I have a test where I want to ensure separate operations within one page result in distinct results. Specifically, I have a few ways to sort on a page and I want a test to make sure that each sort is different. I have other tests to ensure the correctness of each sort.
I would like the focus of this conversation to be on a good way to run test operations in parallel and compare the results at the end, rather than on what to test or testing methods. I figure parallel operations in testing is an interesting and broad enough topic that it could be useful to others.
Let "generateHashFromSearchResults()" be a function that returns a string representing the order of the search results shown on current IE instance. Here is what the working code looks like in a serialized fashion using one browser instance:
var set = new HashSet<string>();
var sortOptions = new List<String>() { "sort1", "sort2", "sort3" };
// Default sort
set.Add(generateHashFromSearchResults());
sortOptions.ForEach(s => {
ie.Link(Find.ByText(s)).Click();
set.Add(generateHashFromSearchResults());
});
Assert.That(set.Count() == 4);
I had read about PLINQ a few months ago and figured this might be a decent use case. Now let "generateHashFromSearchResults(IE ie)" be the same function, but that operates on an explicitly defined IE instance. I tried something like this:
List<string> resultList = sortOptions.AsParallel().Select(s => {
var ie = new IE(true);
ie.Link(Find.ByText(s)).Click();
return generateHashFromSearchResults(ie);
}).ToList();
// Forget about default sort for now. There should be 3 distinct results
Assert.That(new HashSet<string>(resultList).Count() == 3);
The biggest issue I face right now is not understanding how PLINQ does thread management. WatiN needs to run with the apartment state set to single threaded (STAThread). I get that each IE instance should be in its own thread, but no amount of setting each thread in the PLINQ query to the proper apartment state fixes the issue.

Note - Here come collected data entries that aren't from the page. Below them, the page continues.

// Scenario Runner - Load and execute Snowball scenario YAML files
//
// Usage:
//   cargo run --bin scenario_runner scenarios/split_250.yaml
//   cargo run --bin scenario_runner scenarios/  (runs all .yaml files in directory)
//   cargo run --bin scenario_runner scenarios/split_250.yaml --seed 0x1234... --output outputs/

use std::env;
use std::fs;
use std::path::{Path, PathBuf};

use sb_rust::sb_error::SimError;
use sb_rust::sb_interface::{parse_seed_hex, Seed};
use sb_rust::sb_runner::{run_sweep, SimConfig, SimResult, SimRunner};
use simple_logger::SimpleLogger;

/// Scenario file format
#[derive(Debug, serde::Deserialize)]
struct ScenarioFile {
    #[serde(default)]
    meta: ScenarioMeta,

    config: SimConfig,

    /// Worker threads for the runs (sequential when absent)
    #[serde(default)]
    threads: Option<usize>,

    /// Optional AlphaConfidence sweep over the same layout
    #[serde(default)]
    sweep_alpha_confidence: Vec<usize>,
}

#[derive(Debug, Default, serde::Deserialize)]
struct ScenarioMeta {
    name: Option<String>,
    description: Option<String>,
}

struct Options {
    seed: Option<Seed>,
    output: PathBuf,
}

fn usage(program: &str) -> ! {
    eprintln!(
        "Usage: {} <scenario.yaml | directory/> [--seed SEED_HEX] [--output DIR]",
        program
    );
    eprintln!("\nExamples:");
    eprintln!("  {} scenarios/split_250.yaml", program);
    eprintln!("  {} scenarios/", program);
    eprintln!("  {} scenarios/split_250.yaml --seed 0x123456...", program);
    std::process::exit(1);
}

fn parse_options(program: &str, rest: &[String]) -> Result<Options, SimError> {
    let mut options = Options {
        seed: None,
        output: PathBuf::from("outputs"),
    };

    let mut i = 0;
    while i < rest.len() {
        match (rest[i].as_str(), rest.get(i + 1)) {
            ("--seed", Some(hex)) => options.seed = Some(parse_seed_hex(hex)?),
            ("--output", Some(dir)) => options.output = PathBuf::from(dir),
            _ => usage(program),
        }
        i += 2;
    }
    Ok(options)
}

fn main() {
    SimpleLogger::new()
        .with_level(log::LevelFilter::Info)
        .init()
        .unwrap();

    let args: Vec<String> = env::args().collect();
    if args.len() < 2 {
        usage(&args[0]);
    }

    let options = parse_options(&args[0], &args[2..]).unwrap_or_else(|e| {
        eprintln!("Error: {}", e);
        std::process::exit(1);
    });

    let path = Path::new(&args[1]);
    let outcome = if path.is_file() {
        run_scenario_file(path, &options)
    } else if path.is_dir() {
        run_scenario_directory(path, &options)
    } else {
        eprintln!("Error: Path does not exist: {}", path.display());
        std::process::exit(1);
    };

    if let Err(e) = outcome {
        eprintln!("Error: {}", e);
        std::process::exit(1);
    }
}

fn run_scenario_directory(dir: &Path, options: &Options) -> Result<(), SimError> {
    let mut scenarios = Vec::new();

    for entry in fs::read_dir(dir)?.flatten() {
        let path = entry.path();
        let ext = path.extension().and_then(|s| s.to_str());
        if ext == Some("yaml") || ext == Some("yml") {
            scenarios.push(path);
        }
    }

    scenarios.sort();

    if scenarios.is_empty() {
        eprintln!("No .yaml files found in {}", dir.display());
        std::process::exit(1);
    }

    println!("\n╔════════════════════════════════════════════════════════╗");
    println!("║  SCENARIO RUNNER - Multiple Scenarios                  ║");
    println!("╚════════════════════════════════════════════════════════╝\n");
    println!("Found {} scenario(s) to run\n", scenarios.len());

    for (i, scenario_path) in scenarios.iter().enumerate() {
        println!(
            "\n{}/{} Running: {}\n",
            i + 1,
            scenarios.len(),
            scenario_path.display()
        );
        run_scenario_file(scenario_path, options)?;
    }

    println!("\n╔════════════════════════════════════════════════════════╗");
    println!("║  All scenarios complete!                               ║");
    println!("╚════════════════════════════════════════════════════════╝\n");
    Ok(())
}

fn run_scenario_file(path: &Path, options: &Options) -> Result<(), SimError> {
    println!("Loading scenario from: {}", path.display());

    let yaml_content = fs::read_to_string(path)?;
    let scenario: ScenarioFile = serde_yaml::from_str(&yaml_content)?;

    let stem = path
        .file_stem()
        .and_then(|s| s.to_str())
        .unwrap_or("scenario")
        .to_string();
    let name = scenario.meta.name.clone().unwrap_or_else(|| stem.clone());

    println!("\n╔════════════════════════════════════════════════════════╗");
    println!("║  {:<54}║", name);
    println!("╚════════════════════════════════════════════════════════╝\n");

    if let Some(ref desc) = scenario.meta.description {
        println!("{}\n", desc);
    }

    let mut config = scenario.config;
    config.name = name.clone();
    config.seed = options.seed;

    let p = &config.params;
    println!("Configuration:");
    println!(
        "  K={} AlphaPreference={} AlphaConfidence={} Beta={}",
        p.k, p.alpha_preference, p.alpha_confidence, p.beta
    );
    for (node_type, count) in &config.layout.counts {
        println!("  {}: {}", node_type, count);
    }
    println!(
        "  Runs: {}  Finality: {:?}  Discipline: {:?}  Engine: {:?}",
        config.runs, config.finality, config.discipline, config.engine
    );
    println!("\nStarting simulation...\n");

    let runner = SimRunner::new(config.clone())?;
    let result = match scenario.threads {
        Some(threads) => runner.run_parallel(threads)?,
        None => runner.run()?,
    };

    result.summary.print_summary(&name);
    println!("Seed: {}", result.seed);

    let out = write_result(&options.output, &stem, &result)?;
    println!("Per-run records written to {}", out.display());

    if !scenario.sweep_alpha_confidence.is_empty() {
        println!("\nAlphaConfidence sweep:");
        config.seed = Some(runner.seed());
        for point in run_sweep(&config, &scenario.sweep_alpha_confidence)? {
            println!(
                "  αc={:<3} full={}/{} avg rounds to full={}",
                point.alpha_confidence,
                point.summary.runs_reached_full,
                point.summary.num_runs,
                point
                    .summary
                    .avg_rounds_to_full
                    .map(|r| format!("{:.1}", r))
                    .unwrap_or_else(|| "-".to_string())
            );
        }
    }

    println!("\n✓ Scenario complete!\n");
    Ok(())
}

fn write_result(dir: &Path, stem: &str, result: &SimResult) -> Result<PathBuf, SimError> {
    fs::create_dir_all(dir)?;
    let out = dir.join(format!("{}.json", stem));
    fs::write(&out, serde_json::to_string_pretty(&result.runs)?)?;
    Ok(out)
}
use std::fmt;

use rand::rngs::StdRng;
use rand::{RngCore, SeedableRng};
use serde::{Deserialize, Serialize};

use crate::sb_error::ConfigError;

// ids are assigned consecutively in layout order, so they double as indices
pub type NodeId = usize;
pub type Round = usize;

pub type SimRng = StdRng;
pub type Seed = [u8; 32];

/// Answer to a query. `None` is "no response" (offline peer, or an honest
/// peer that only just adopted the requester's preference).
pub type Response = Option<Preference>;

/// Binary opinion of a node. An unset preference is modelled as
/// `Option<Preference>::None` by the holders, never as a third variant here.
#[derive(Copy, Clone, Debug, PartialEq, Eq, Hash, PartialOrd, Ord, Serialize, Deserialize)]
#[serde(try_from = "u8", into = "u8")]
pub enum Preference {
    Zero,
    One,
}

impl Preference {
    pub fn other(self) -> Self {
        match self {
            Preference::Zero => Preference::One,
            Preference::One => Preference::Zero,
        }
    }

    pub fn index(self) -> usize {
        match self {
            Preference::Zero => 0,
            Preference::One => 1,
        }
    }
}

impl TryFrom<u8> for Preference {
    type Error = String;

    fn try_from(value: u8) -> Result<Self, Self::Error> {
        match value {
            0 => Ok(Preference::Zero),
            1 => Ok(Preference::One),
            other => Err(format!("preference must be 0 or 1, got {}", other)),
        }
    }
}

impl From<Preference> for u8 {
    fn from(p: Preference) -> u8 {
        p.index() as u8
    }
}

impl fmt::Display for Preference {
    fn fmt(&self, f: &mut fmt::Formatter<'_>) -> fmt::Result {
        write!(f, "{}", self.index())
    }
}

/// Count of nodes holding each concrete preference.
///
/// Serialized as `{"0": zeros, "1": ones}` to stay compatible with the
/// downstream tooling that reads the per-run records.
#[derive(Copy, Clone, Debug, Default, PartialEq, Eq, Serialize, Deserialize)]
pub struct Distribution {
    #[serde(rename = "0")]
    pub zeros: usize,
    #[serde(rename = "1")]
    pub ones: usize,
}

impl Distribution {
    pub fn new(zeros: usize, ones: usize) -> Self {
        Self { zeros, ones }
    }

    pub fn from_preferences<'a, I>(prefs: I) -> Self
    where
        I: IntoIterator<Item = &'a Option<Preference>>,
    {
        let mut dist = Self::default();
        for p in prefs.into_iter().flatten() {
            dist.add(*p);
        }
        dist
    }

    pub fn add(&mut self, p: Preference) {
        match p {
            Preference::Zero => self.zeros += 1,
            Preference::One => self.ones += 1,
        }
    }

    pub fn count(&self, p: Preference) -> usize {
        match p {
            Preference::Zero => self.zeros,
            Preference::One => self.ones,
        }
    }

    pub fn total(&self) -> usize {
        self.zeros + self.ones
    }

    /// The side an L-node pushes: 0 only when 1 is strictly ahead, so a tie
    /// answers 1.
    pub fn minority(&self) -> Preference {
        if self.ones > self.zeros {
            Preference::Zero
        } else {
            Preference::One
        }
    }

    pub fn merge(&mut self, other: &Distribution) {
        self.zeros += other.zeros;
        self.ones += other.ones;
    }
}

/// Get or generate seed
pub fn resolve_seed(seed: Option<Seed>) -> Seed {
    seed.unwrap_or_else(|| {
        let mut temp_rng = StdRng::from_entropy();
        let mut seed = [0u8; 32];
        temp_rng.fill_bytes(&mut seed);
        seed
    })
}

/// Draw an independent child seed, one per simulation run.
pub fn derive_seed(master: &mut SimRng) -> Seed {
    let mut seed = [0u8; 32];
    master.fill_bytes(&mut seed);
    seed
}

/// Parse a (optionally `0x` prefixed) hex string into a seed. Shorter input
/// fills the leading bytes and leaves the rest zero.
pub fn parse_seed_hex(hex: &str) -> Result<Seed, ConfigError> {
    let hex = hex.strip_prefix("0x").unwrap_or(hex);
    if hex.is_empty() || hex.len() % 2 != 0 || hex.len() > 64 {
        return Err(ConfigError::InvalidSeed(hex.to_string()));
    }

    let mut seed = [0u8; 32];
    for (i, chunk) in hex.as_bytes().chunks(2).enumerate() {
        let byte_str =
            std::str::from_utf8(chunk).map_err(|_| ConfigError::InvalidSeed(hex.to_string()))?;
        seed[i] = u8::from_str_radix(byte_str, 16)
            .map_err(|_| ConfigError::InvalidSeed(hex.to_string()))?;
    }

    Ok(seed)
}

pub fn seed_hex(seed: &Seed) -> String {
    let mut out = String::with_capacity(66);
    out.push_str("0x");
    for b in seed {
        out.push_str(&format!("{:02x}", b));
    }
    out
}

#[cfg(test)]
mod tests {
    use super::*;

    #[test]
    fn test_minority_tie_breaks_to_one() {
        assert_eq!(Distribution::new(70, 30).minority(), Preference::One);
        assert_eq!(Distribution::new(40, 60).minority(), Preference::Zero);
        assert_eq!(Distribution::new(25, 25).minority(), Preference::One);
        assert_eq!(Distribution::default().minority(), Preference::One);
    }

    #[test]
    fn test_distribution_skips_unset() {
        let prefs = vec![
            Some(Preference::Zero),
            None,
            Some(Preference::One),
            Some(Preference::Zero),
        ];
        let dist = Distribution::from_preferences(&prefs);
        assert_eq!(dist, Distribution::new(2, 1));
        assert_eq!(dist.total(), 3);
    }

    #[test]
    fn test_distribution_json_keys() {
        let json = serde_json::to_string(&Distribution::new(3, 4)).unwrap();
        assert_eq!(json, r#"{"0":3,"1":4}"#);
    }

    #[test]
    fn test_preference_from_yaml_integer() {
        let prefs: Vec<Option<Preference>> = serde_yaml::from_str("[0, 1, null]").unwrap();
        assert_eq!(prefs, vec![Some(Preference::Zero), Some(Preference::One), None]);
        assert!(serde_yaml::from_str::<Preference>("2").is_err());
    }

    #[test]
    fn test_parse_seed_hex() {
        let seed = parse_seed_hex("0x0102ff").unwrap();
        assert_eq!(&seed[..3], &[1, 2, 255]);
        assert!(seed[3..].iter().all(|b| *b == 0));

        assert!(parse_seed_hex("0xabc").is_err());
        assert!(parse_seed_hex("zz").is_err());
        assert!(parse_seed_hex("").is_err());

        let round_trip = parse_seed_hex(&seed_hex(&[7u8; 32])).unwrap();
        assert_eq!(round_trip, [7u8; 32]);
    }

    #[test]
    fn test_derived_seeds_are_reproducible() {
        let mut a = SimRng::from_seed([42u8; 32]);
        let mut b = SimRng::from_seed([42u8; 32]);
        let first = derive_seed(&mut a);
        assert_eq!(first, derive_seed(&mut b));
        assert_ne!(first, derive_seed(&mut a));
    }
}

I'm starting to suspect that I either need to learn more about PLINQ to continue, or that I need to learn more about thread management by hand to get this to work.
Any thoughts?
You can't specify a custom scheduler with AsParallel(). But you can create a Task for each sort option and pass an instance of a custom scheduler into the Start() method. This implementation of an STA Thread scheduler was borrowed from Stephen Toub (http://blogs.msdn.com/b/pfxteam/archive/2010/04/07/9990421.aspx):
using System;
using System.Collections.Concurrent;
using System.Collections.Generic;
using System.Linq;
using System.Threading;
using System.Threading.Tasks;
/// <summary>
/// Provides a scheduler that uses STA threads.

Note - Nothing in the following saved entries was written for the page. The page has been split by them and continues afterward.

#[cfg(test)]
mod tests {
    use super::*;

    fn params() -> SnowballParameters {
        SnowballParameters::new(3, 2, 2, 3).unwrap()
    }

    fn run_until_full<S: Sampler>(net: &mut Network<S>, cap: usize) {
        for _ in 0..cap {
            if net.check_full_finalization() {
                break;
            }
            net.run_round().unwrap();
        }
    }

    /// Node i always queries i+1 .. i+k (mod population).
    struct RingSampler;

    impl Sampler for RingSampler {
        fn sample(
            &self,
            _rng: &mut SimRng,
            querier: NodeId,
            population: usize,
            k: usize,
        ) -> Result<Vec<NodeId>, SamplingError> {
            Ok((1..=k).map(|d| (querier + d) % population).collect())
        }
    }

    #[test]
    fn test_unanimous_network_finalizes_at_beta() {
        let layout = NodeLayout::honest_split(5, 0);
        let mut net = Network::new(&layout, params(), Discipline::Lockstep, [42u8; 32]).unwrap();

        for _ in 0..3 {
            assert!(!net.check_full_finalization());
            net.run_round().unwrap();
        }

        assert!(net.check_full_finalization());
        let stats = net.get_finalization_stats();
        assert_eq!(stats.rounds_to_full, Some(3));
        assert_eq!(stats.rounds_to_partial, Some(3));
        assert_eq!(stats.per_node_rounds.len(), 5);
        assert!(stats.per_node_rounds.values().all(|r| *r == 2));
        assert_eq!(stats.distribution, Distribution::new(5, 0));

        for node in net.nodes() {
            let honest = node.as_honest().unwrap();
            assert_eq!(honest.state().preference, Some(Preference::Zero));
            assert_eq!(honest.confidence(), 3);
        }
    }

    #[test]
    fn test_lockstep_split_network() {
        let layout = NodeLayout::honest_split(10, 10);
        let mut net = Network::new(&layout, params(), Discipline::Lockstep, [7u8; 32]).unwrap();

        assert_eq!(net.get_distribution(), Distribution::new(10, 10));
        assert!(!net.check_full_finalization());
        assert!(!net.check_partial_finalization());

        run_until_full(&mut net, 1000);

        let stats = net.get_finalization_stats();
        assert!(stats.rounds_to_full.is_some());
        assert!(stats.rounds_to_partial <= stats.rounds_to_full);
        assert_eq!(stats.per_node_rounds.len(), 20);
        assert_eq!(stats.distribution.total(), 20);
        assert_eq!(stats.rounds_to_full, Some(net.round()));
    }

    #[test]
    fn test_random_node_finalization() {
        let layout = NodeLayout::honest_split(10, 10);
        let mut net =
            Network::new(&layout, params(), Discipline::RandomNode, [3u8; 32]).unwrap();

        run_until_full(&mut net, 10_000);

        let stats = net.get_finalization_stats();
        assert!(stats.rounds_to_full.is_some());
        assert!(stats.rounds_to_partial <= stats.rounds_to_full);
        assert_eq!(stats.per_node_rounds.len(), 20);
        assert_eq!(stats.distribution.total(), 20);

        // nothing left to advance: the round counter stays put
        let round = net.round();
        net.run_round().unwrap();
        assert_eq!(net.round(), round);
    }

    #[test]
    fn test_lockstep_uses_round_snapshot() {
        let params = SnowballParameters::new(2, 2, 2, 5).unwrap();
        let layout = NodeLayout::new().with_nodes(
            NodeType::Honest,
            vec![Some(Preference::Zero), Some(Preference::One), Some(Preference::One)],
        );
        let mut net = Network::with_sampler(
            &layout,
            params,
            Discipline::Lockstep,
            RingSampler,
            SimRng::from_seed([0u8; 32]),
        )
        .unwrap();

        net.run_round().unwrap();

        // node 0 saw [1, 1] and flipped
        let n0 = net.node(0).and_then(|n| n.as_honest()).unwrap();
        assert_eq!(n0.state().preference, Some(Preference::One));

        // node 1 queried node 0 in the same round but saw its old 0: [1, 0]
        // has no quorum, so no strength was recorded
        let n1 = net.node(1).and_then(|n| n.as_honest()).unwrap();
        assert_eq!(n1.strength(Preference::One), 0);
        assert_eq!(n1.strength(Preference::Zero), 0);
        assert_eq!(n1.confidence(), 0);
    }

    #[test]
    fn test_lnode_gets_round_snapshot() {
        let layout = NodeLayout::honest_split(4, 0).with_count(NodeType::Dynamic, 1);
        let mut net = Network::new(&layout, params(), Discipline::Lockstep, [11u8; 32]).unwrap();

        net.run_round().unwrap();

        match net.node(4) {
            Some(Node::LNode(lnode)) => {
                assert_eq!(lnode.snapshot(), Distribution::new(4, 0));
                assert_eq!(lnode.on_query(), Some(Preference::One));
            }
            other => panic!("expected an L-node, got {:?}", other),
        }

        run_until_full(&mut net, 1000);
        let stats = net.get_finalization_stats();
        // L-nodes hold no preference and are not honest
        assert_eq!(stats.per_node_rounds.len(), 4);
        assert_eq!(stats.distribution, Distribution::new(4, 0));
    }

    #[test]
    fn test_mixed_layout_ids_follow_declaration_order() {
        let layout = NodeLayout::new()
            .with_nodes(NodeType::Fixed, vec![Some(Preference::One); 2])
            .with_count(NodeType::Offline, 1)
            .with_nodes(NodeType::Honest, vec![Some(Preference::Zero); 3]);
        let net = Network::new(&layout, params(), Discipline::Lockstep, [1u8; 32]).unwrap();

        let types: Vec<NodeType> = net.nodes().iter().map(|n| n.node_type()).collect();
        assert_eq!(
            types,
            vec![
                NodeType::Fixed,
                NodeType::Fixed,
                NodeType::Offline,
                NodeType::Honest,
                NodeType::Honest,
                NodeType::Honest
            ]
        );
        assert_eq!(net.honest_ids(), &[3, 4, 5]);
        assert!(net.nodes().iter().enumerate().all(|(i, n)| n.id() == i));
        assert_eq!(net.get_distribution(), Distribution::new(3, 2));
    }

    #[test]
    fn test_unset_honest_nodes_adopt_on_query() {
        let layout = NodeLayout::new().with_nodes(
            NodeType::Honest,
            vec![Some(Preference::One), None, None, None],
        );
        let mut net = Network::new(&layout, params(), Discipline::Lockstep, [2u8; 32]).unwrap();
        assert_eq!(net.get_distribution(), Distribution::new(0, 1));

        run_until_full(&mut net, 1000);
        assert_eq!(net.get_distribution(), Distribution::new(0, 4));
    }

    #[test]
    fn test_no_honest_nodes() {
        let layout = NodeLayout::new().with_nodes(NodeType::Fixed, vec![Some(Preference::Zero); 4]);
        let mut net = Network::new(&layout, params(), Discipline::RandomNode, [2u8; 32]).unwrap();

        assert!(net.check_full_finalization());
        assert!(!net.check_partial_finalization());
        net.run_round().unwrap();
        assert_eq!(net.round(), 0);
        assert_eq!(net.get_finalization_stats().rounds_to_full, Some(0));
    }

    #[test]
    fn test_same_seed_same_outcome() {
        let layout = NodeLayout::honest_split(8, 7).with_count(NodeType::Dynamic, 2);
        let run = |seed| {
            let mut net = Network::new(&layout, params(), Discipline::Lockstep, seed).unwrap();
            for _ in 0..40 {
                net.run_round().unwrap();
            }
            net.get_finalization_stats()
        };

        assert_eq!(run([21u8; 32]), run([21u8; 32]));
    }

    #[test]
    fn test_layout_errors() {
        let mut mismatch = NodeLayout::new()
            .with_count(NodeType::Honest, 3)
            .with_nodes(NodeType::Fixed, vec![Some(Preference::Zero)]);
        mismatch.counts.insert("fixed".to_string(), 2);
        assert_eq!(
            mismatch.build_nodes().unwrap_err(),
            ConfigError::PreferenceCountMismatch {
                node_type: "fixed".to_string(),
                expected: 2,
                actual: 1
            }
        );

        let mut unknown = NodeLayout::honest_split(3, 3);
        unknown.counts.insert("byzantine".to_string(), 1);
        assert_eq!(
            unknown.build_nodes().unwrap_err(),
            ConfigError::UnknownNodeType("byzantine".to_string())
        );

        let mut orphan = NodeLayout::honest_split(3, 3);
        orphan
            .initial_preferences
            .insert("offline".to_string(), vec![None]);
        assert_eq!(
            orphan.build_nodes().unwrap_err(),
            ConfigError::PreferenceCountMismatch {
                node_type: "offline".to_string(),
                expected: 0,
                actual: 1
            }
        );

        let missing = NodeLayout::honest_split(2, 0).with_count(NodeType::Fixed, 1);
        assert_eq!(
            missing.build_nodes().unwrap_err(),
            ConfigError::MissingFixedPreference { node_id: 2 }
        );

        let too_small = NodeLayout::honest_split(2, 1);
        assert_eq!(
            Network::new(&too_small, params(), Discipline::Lockstep, [0u8; 32]).err(),
            Some(ConfigError::SampleSizeTooLarge { k: 3, available: 2 })
        );
    }

    #[test]
    fn test_update_params_between_runs() {
        let layout = NodeLayout::honest_split(3, 2);
        let mut net = Network::new(&layout, params(), Discipline::Lockstep, [0u8; 32]).unwrap();

        let swept = params().with_alpha_confidence(3).unwrap();
        net.update_params(swept).unwrap();
        assert_eq!(net.params().alpha_confidence, 3);

        let too_big = SnowballParameters::new(5, 3, 3, 3).unwrap();
        assert!(net.update_params(too_big).is_err());
        assert_eq!(net.params().k, 3);
    }
}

/// Borrowed from Stephen Toub's implementation http://blogs.msdn.com/b/pfxteam/archive/2010/04/07/9990421.aspx
/// </summary>
public sealed class StaTaskScheduler : TaskScheduler, IDisposable
{
/// <summary>
/// The STA threads used by the scheduler.
/// </summary>
private readonly List<Thread> threads;
/// <summary>
/// Stores the queued tasks to be executed by our pool of STA threads.
/// </summary>
private BlockingCollection<Task> tasks;
/// <summary>
/// Initializes a new instance of the StaTaskScheduler class with the specified concurrency level.
/// </summary>
/// <param name = "numberOfThreads">The number of threads that should be created and used by this scheduler.</param>
public StaTaskScheduler(int numberOfThreads)
{
if (numberOfThreads < 1)
{
throw new ArgumentOutOfRangeException(
"numberOfThreads", "The scheduler must create at least one thread");
}
// Initialize the tasks collection
this.tasks = new BlockingCollection<Task>();
// Create the threads to be used by this scheduler
this.threads = Enumerable.Range(0, numberOfThreads).Select(
i =>
{
var thread = new Thread(
() =>
{
// Continually get the next task and try to execute it.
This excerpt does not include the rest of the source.